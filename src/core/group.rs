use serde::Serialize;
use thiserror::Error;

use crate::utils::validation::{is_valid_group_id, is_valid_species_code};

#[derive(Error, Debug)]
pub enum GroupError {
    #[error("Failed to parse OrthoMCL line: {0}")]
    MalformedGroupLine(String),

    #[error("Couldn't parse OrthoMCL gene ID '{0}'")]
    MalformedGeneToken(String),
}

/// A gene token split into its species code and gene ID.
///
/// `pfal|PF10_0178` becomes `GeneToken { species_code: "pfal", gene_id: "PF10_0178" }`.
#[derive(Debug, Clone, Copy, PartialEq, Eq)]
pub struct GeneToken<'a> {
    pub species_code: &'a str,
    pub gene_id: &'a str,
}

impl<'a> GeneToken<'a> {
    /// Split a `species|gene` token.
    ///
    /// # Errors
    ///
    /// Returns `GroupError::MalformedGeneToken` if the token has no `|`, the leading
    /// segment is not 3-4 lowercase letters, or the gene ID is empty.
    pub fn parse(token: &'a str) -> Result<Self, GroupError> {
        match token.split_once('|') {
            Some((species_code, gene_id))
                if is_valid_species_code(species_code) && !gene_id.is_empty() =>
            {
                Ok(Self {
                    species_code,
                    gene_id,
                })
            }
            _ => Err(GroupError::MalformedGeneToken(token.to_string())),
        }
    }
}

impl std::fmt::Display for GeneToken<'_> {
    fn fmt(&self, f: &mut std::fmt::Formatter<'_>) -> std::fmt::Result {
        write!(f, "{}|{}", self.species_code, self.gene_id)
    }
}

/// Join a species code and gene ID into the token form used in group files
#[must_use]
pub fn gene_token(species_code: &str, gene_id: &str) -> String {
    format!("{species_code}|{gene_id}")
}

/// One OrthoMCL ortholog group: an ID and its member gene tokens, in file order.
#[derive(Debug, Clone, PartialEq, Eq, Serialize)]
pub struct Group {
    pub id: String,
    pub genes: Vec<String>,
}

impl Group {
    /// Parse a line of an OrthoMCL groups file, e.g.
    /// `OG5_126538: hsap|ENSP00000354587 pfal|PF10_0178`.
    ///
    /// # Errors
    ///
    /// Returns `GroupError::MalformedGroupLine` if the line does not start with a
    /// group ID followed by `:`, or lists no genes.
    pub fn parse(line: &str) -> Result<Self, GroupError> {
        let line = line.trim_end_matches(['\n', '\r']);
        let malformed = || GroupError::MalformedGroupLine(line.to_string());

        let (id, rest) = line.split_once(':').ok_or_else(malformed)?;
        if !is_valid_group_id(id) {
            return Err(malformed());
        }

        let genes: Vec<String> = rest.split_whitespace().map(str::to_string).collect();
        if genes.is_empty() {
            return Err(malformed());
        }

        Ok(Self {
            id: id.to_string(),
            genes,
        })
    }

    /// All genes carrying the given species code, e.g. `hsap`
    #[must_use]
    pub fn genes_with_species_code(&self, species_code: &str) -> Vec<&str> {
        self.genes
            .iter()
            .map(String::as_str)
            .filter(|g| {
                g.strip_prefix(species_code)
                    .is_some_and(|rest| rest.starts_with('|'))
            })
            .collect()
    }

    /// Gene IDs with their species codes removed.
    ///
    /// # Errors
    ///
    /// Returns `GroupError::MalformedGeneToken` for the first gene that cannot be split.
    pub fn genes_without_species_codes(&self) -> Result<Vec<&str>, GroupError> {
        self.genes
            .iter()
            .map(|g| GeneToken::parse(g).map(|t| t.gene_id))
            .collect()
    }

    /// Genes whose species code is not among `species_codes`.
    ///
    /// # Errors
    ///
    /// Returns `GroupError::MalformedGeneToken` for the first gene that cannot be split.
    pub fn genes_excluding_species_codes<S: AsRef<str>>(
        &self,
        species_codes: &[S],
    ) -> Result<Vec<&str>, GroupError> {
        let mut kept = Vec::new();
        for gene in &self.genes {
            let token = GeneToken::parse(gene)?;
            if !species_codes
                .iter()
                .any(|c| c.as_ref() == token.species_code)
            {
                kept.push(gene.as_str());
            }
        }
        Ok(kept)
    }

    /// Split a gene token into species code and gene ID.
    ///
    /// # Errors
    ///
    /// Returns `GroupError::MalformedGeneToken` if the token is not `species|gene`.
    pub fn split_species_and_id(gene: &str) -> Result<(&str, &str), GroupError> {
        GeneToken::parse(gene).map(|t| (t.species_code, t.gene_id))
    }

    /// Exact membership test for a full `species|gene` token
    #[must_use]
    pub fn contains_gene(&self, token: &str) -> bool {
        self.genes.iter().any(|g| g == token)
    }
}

→ EXERCISE DESCRIPTION
Show each line from the listing above that includes the word "pfal".

→ COMPLETED EXERCISE
/// `pfal|PF10_0178` becomes `GeneToken { species_code: "pfal", gene_id: "PF10_0178" }`.
    /// `OG5_126538: hsap|ENSP00000354587 pfal|PF10_0178`.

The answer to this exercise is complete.